(Description of the task): Look through the data below. Collect every line where the word "validation" occurs.

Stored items
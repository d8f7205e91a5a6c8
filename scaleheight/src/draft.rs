//! The signup draft persisted between the two steps.

use std::path::{Path, PathBuf};

use serde::{Deserialize, Serialize};
use thiserror::Error;
use tracing::debug;

use crate::validation::{ContactDetails, Credentials};

/// Name of the single slot the draft is kept in.
pub const DRAFT_FILE_NAME: &str = "scaleheight_signup_step1.json";

#[derive(Debug, Clone, PartialEq, Eq, Serialize, Deserialize)]
#[serde(rename_all = "camelCase")]
pub struct SignupDraft {
    pub first_name: String,
    pub last_name: String,
    pub phone: String,
    pub email: String,
    #[serde(default, skip_serializing_if = "Option::is_none")]
    pub password: Option<String>,
    #[serde(default, skip_serializing_if = "Option::is_none")]
    pub coupon_code: Option<String>,
}

impl SignupDraft {
    pub fn merge_credentials(&mut self, credentials: Credentials) {
        self.password = Some(credentials.password);
        self.coupon_code = Some(credentials.coupon_code);
    }
}

impl From<ContactDetails> for SignupDraft {
    fn from(details: ContactDetails) -> Self {
        Self {
            first_name: details.first_name,
            last_name: details.last_name,
            phone: details.phone,
            email: details.email,
            password: None,
            coupon_code: None,
        }
    }
}

#[derive(Debug, Clone, PartialEq, Eq, Error)]
pub enum DraftError {
    #[error("Failed to access the signup draft: {0}")]
    Io(String),
    #[error("Failed to parse the signup draft: {0}")]
    Parse(String),
}

/// Reads and writes the draft slot on disk.
#[derive(Debug, Clone, PartialEq)]
pub struct DraftStore {
    path: PathBuf,
}

impl DraftStore {
    pub fn new(path: PathBuf) -> Self {
        Self { path }
    }

    pub fn path(&self) -> &Path {
        &self.path
    }

    pub fn save(&self, draft: &SignupDraft) -> Result<(), DraftError> {
        let content =
            serde_json::to_vec_pretty(draft).map_err(|e| DraftError::Parse(e.to_string()))?;
        std::fs::write(&self.path, content).map_err(|e| DraftError::Io(e.to_string()))?;
        debug!("Signup draft saved to {}", self.path.display());
        Ok(())
    }

    /// Returns `None` if no draft was ever saved or if it was cleared.
    pub fn load(&self) -> Result<Option<SignupDraft>, DraftError> {
        match std::fs::read(&self.path) {
            Ok(content) => serde_json::from_slice(&content)
                .map(Some)
                .map_err(|e| DraftError::Parse(e.to_string())),
            Err(e) if e.kind() == std::io::ErrorKind::NotFound => Ok(None),
            Err(e) => Err(DraftError::Io(e.to_string())),
        }
    }

    pub fn clear(&self) -> Result<(), DraftError> {
        match std::fs::remove_file(&self.path) {
            Ok(()) => {
                debug!("Signup draft removed from {}", self.path.display());
                Ok(())
            }
            Err(e) if e.kind() == std::io::ErrorKind::NotFound => Ok(()),
            Err(e) => Err(DraftError::Io(e.to_string())),
        }
    }
}

#[cfg(test)]
mod tests {
    use super::*;

    fn draft() -> SignupDraft {
        SignupDraft {
            first_name: "Ada".to_string(),
            last_name: "Lovelace".to_string(),
            phone: "0712345678".to_string(),
            email: "ada@example.com".to_string(),
            password: None,
            coupon_code: None,
        }
    }

    #[test]
    fn json_layout() {
        let value = serde_json::to_value(draft()).unwrap();
        assert_eq!(
            value,
            serde_json::json!({
                "firstName": "Ada",
                "lastName": "Lovelace",
                "phone": "0712345678",
                "email": "ada@example.com",
            })
        );

        let mut d = draft();
        d.merge_credentials(Credentials {
            password: "secret1".to_string(),
            coupon_code: "WELCOME".to_string(),
        });
        let value = serde_json::to_value(&d).unwrap();
        assert_eq!(value["password"], "secret1");
        assert_eq!(value["couponCode"], "WELCOME");
    }

    #[test]
    fn save_load_clear() {
        let tmp = tempfile::tempdir().unwrap();
        let store = DraftStore::new(tmp.path().join(DRAFT_FILE_NAME));

        assert_eq!(store.load().unwrap(), None);
        // Clearing an empty slot is fine.
        store.clear().unwrap();

        store.save(&draft()).unwrap();
        assert_eq!(store.load().unwrap(), Some(draft()));

        let mut other = draft();
        other.first_name = "Grace".to_string();
        store.save(&other).unwrap();
        assert_eq!(store.load().unwrap(), Some(other));

        store.clear().unwrap();
        assert_eq!(store.load().unwrap(), None);
        assert!(!store.path().exists());
    }

    #[test]
    fn corrupted_slot() {
        let tmp = tempfile::tempdir().unwrap();
        let store = DraftStore::new(tmp.path().join(DRAFT_FILE_NAME));
        std::fs::write(store.path(), b"{ not json").unwrap();
        assert!(matches!(store.load(), Err(DraftError::Parse(_))));

        // Missing required field.
        std::fs::write(store.path(), br#"{"firstName":"Ada"}"#).unwrap();
        assert!(matches!(store.load(), Err(DraftError::Parse(_))));
    }

    #[test]
    fn missing_directory() {
        let tmp = tempfile::tempdir().unwrap();
        let store = DraftStore::new(tmp.path().join("nope").join(DRAFT_FILE_NAME));
        assert!(matches!(store.save(&draft()), Err(DraftError::Io(_))));
    }
}
//! ScaleHeight signup core.
//!
//! Everything the signup wizard needs that does not depend on a UI host: field
//! validation, the locally persisted draft, the configuration, the client for
//! the remote signup endpoint and the view-model driving the two steps.

pub mod client;
pub mod config;
pub mod dir;
pub mod draft;
pub mod flow;
pub mod signup;
pub mod validation;

use std::fmt;

#[derive(Debug, Clone, Copy, PartialEq, Eq)]
pub struct Version {
    pub major: u32,
    pub minor: u32,
    pub patch: u32,
}

impl fmt::Display for Version {
    fn fmt(&self, f: &mut fmt::Formatter) -> fmt::Result {
        write!(f, "{}.{}.{}", self.major, self.minor, self.patch)
    }
}

pub const VERSION: Version = Version {
    major: 0,
    minor: 1,
    patch: 0,
};

#[cfg(test)]
mod tests {
    #[test]
    fn version_display() {
        assert_eq!(super::VERSION.to_string(), "0.1.0");
    }
}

(Response below):
use crate::validation::{ContactDetails, Credentials};
//! validation, the locally persisted draft, the configuration, the client for
pub mod validation;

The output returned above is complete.